TASK DIRECTIONS
Scan the listing for the word "stdout", and copy out each line where it is found.

SOURCE MATERIAL
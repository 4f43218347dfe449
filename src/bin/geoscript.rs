use std::{
    fs,
    path::{Path, PathBuf},
    process::ExitCode,
    rc::Rc,
};

use clap::{Parser, Subcommand};
use thiserror::Error;
use tracing_subscriber::{fmt, prelude::*, EnvFilter};

use geoscript::{
    console::{StdStreamSink, TracingSink}, Console, ConsolePanel, Repl, ScriptError, Session, SessionConfig,
    session::SessionError,
};

#[derive(Parser)]
#[command(author, version, about = "Run scripts against GeoJSON layers")]
struct Args {
    /// Print debug diagnostics from the host
    #[arg(long, global = true)]
    verbose: bool,
    /// Send script console output to the tracing log instead of stdout/stderr
    #[arg(long, global = true)]
    console_tracing: bool,
    #[command(subcommand)]
    command: Option<Command>,
}

#[derive(Subcommand)]
enum Command {
    /// Run a script file; a returned GeoJSON value is printed
    Run {
        script: PathBuf,
        /// GeoJSON file to load as an input layer (repeatable)
        #[arg(long = "layer")]
        layers: Vec<PathBuf>,
        /// Write the scratch layer here instead of stdout
        #[arg(long)]
        output: Option<PathBuf>,
        /// Write the captured console lines here
        #[arg(long)]
        log_file: Option<PathBuf>,
    },
    /// Run a script given on the command line
    Eval {
        source: String,
        #[arg(long = "layer")]
        layers: Vec<PathBuf>,
        #[arg(long)]
        output: Option<PathBuf>,
    },
    /// Start an interactive session
    Repl {
        #[arg(long = "layer")]
        layers: Vec<PathBuf>,
    },
}

#[derive(Debug, Error)]
enum CliError {
    #[error("failed to read `{path}`: {source}")]
    ReadScript {
        path: String,
        #[source]
        source: std::io::Error,
    },
    #[error("failed to write `{path}`: {source}")]
    Write {
        path: String,
        #[source]
        source: std::io::Error,
    },
    #[error(transparent)]
    Session(#[from] SessionError),
    #[error(transparent)]
    Script(#[from] ScriptError),
    #[error("script failed")]
    ScriptFailed,
}

fn main() -> ExitCode {
    let args = Args::parse();
    init_tracing(args.verbose, args.console_tracing);
    let console_tracing = args.console_tracing;

    let result = match args.command.unwrap_or(Command::Repl { layers: Vec::new() }) {
        Command::Run {
            script,
            layers,
            output,
            log_file,
        } => fs::read_to_string(&script)
            .map_err(|source| CliError::ReadScript {
                path: script.display().to_string(),
                source,
            })
            .and_then(|source| run_once(&source, &layers, output, log_file, console_tracing)),
        Command::Eval {
            source,
            layers,
            output,
        } => run_once(&source, &layers, output, None, console_tracing),
        Command::Repl { layers } => start_repl(&layers, console_tracing),
    };

    match result {
        Ok(()) => ExitCode::SUCCESS,
        Err(err) => {
            eprintln!("error: {err}");
            ExitCode::FAILURE
        }
    }
}

fn init_tracing(verbose: bool, console_tracing: bool) {
    let mut directives = String::from(if verbose { "debug" } else { "warn" });
    if console_tracing {
        directives.push_str(",geoscript::console=info");
    }
    let filter = EnvFilter::try_from_env("GEOSCRIPT_LOG")
        .unwrap_or_else(|_| EnvFilter::new(directives));
    let _ = tracing_subscriber::registry()
        .with(filter)
        .with(fmt::layer().with_writer(std::io::stderr))
        .try_init();
}

fn open_session(
    layers: &[PathBuf],
    console_tracing: bool,
) -> Result<(Session, Rc<ConsolePanel>), CliError> {
    let console = if console_tracing {
        Console::intercept(TracingSink)
    } else {
        Console::intercept(StdStreamSink)
    };
    let panel = ConsolePanel::new();
    console.register_shared(panel.clone());

    let mut session = Session::new(SessionConfig::default(), console);
    for path in layers {
        session.load_geojson_file(path)?;
    }
    Ok((session, panel))
}

fn run_once(
    source: &str,
    layers: &[PathBuf],
    output: Option<PathBuf>,
    log_file: Option<PathBuf>,
    console_tracing: bool,
) -> Result<(), CliError> {
    let (mut session, panel) = open_session(layers, console_tracing)?;
    let outcome = session.run_script(source);

    if let Some(path) = log_file {
        let mut text = panel.lines().join("\n");
        text.push('\n');
        write_file(&path, &text)?;
    }
    if outcome.is_failure() {
        return Err(CliError::ScriptFailed);
    }

    if let Some(json) = session.scratch_json()? {
        match output {
            Some(path) => write_file(&path, &json)?,
            None => println!("{json}"),
        }
    }
    Ok(())
}

fn write_file(path: &Path, contents: &str) -> Result<(), CliError> {
    fs::write(path, contents).map_err(|source| CliError::Write {
        path: path.display().to_string(),
        source,
    })
}

fn start_repl(layers: &[PathBuf], console_tracing: bool) -> Result<(), CliError> {
    let (session, panel) = open_session(layers, console_tracing)?;
    let mut repl = Repl::new(session, panel);
    repl.run()?;
    Ok(())
}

SOLUTION
    /// Send script console output to the tracing log instead of stdout/stderr
        /// Write the scratch layer here instead of stdout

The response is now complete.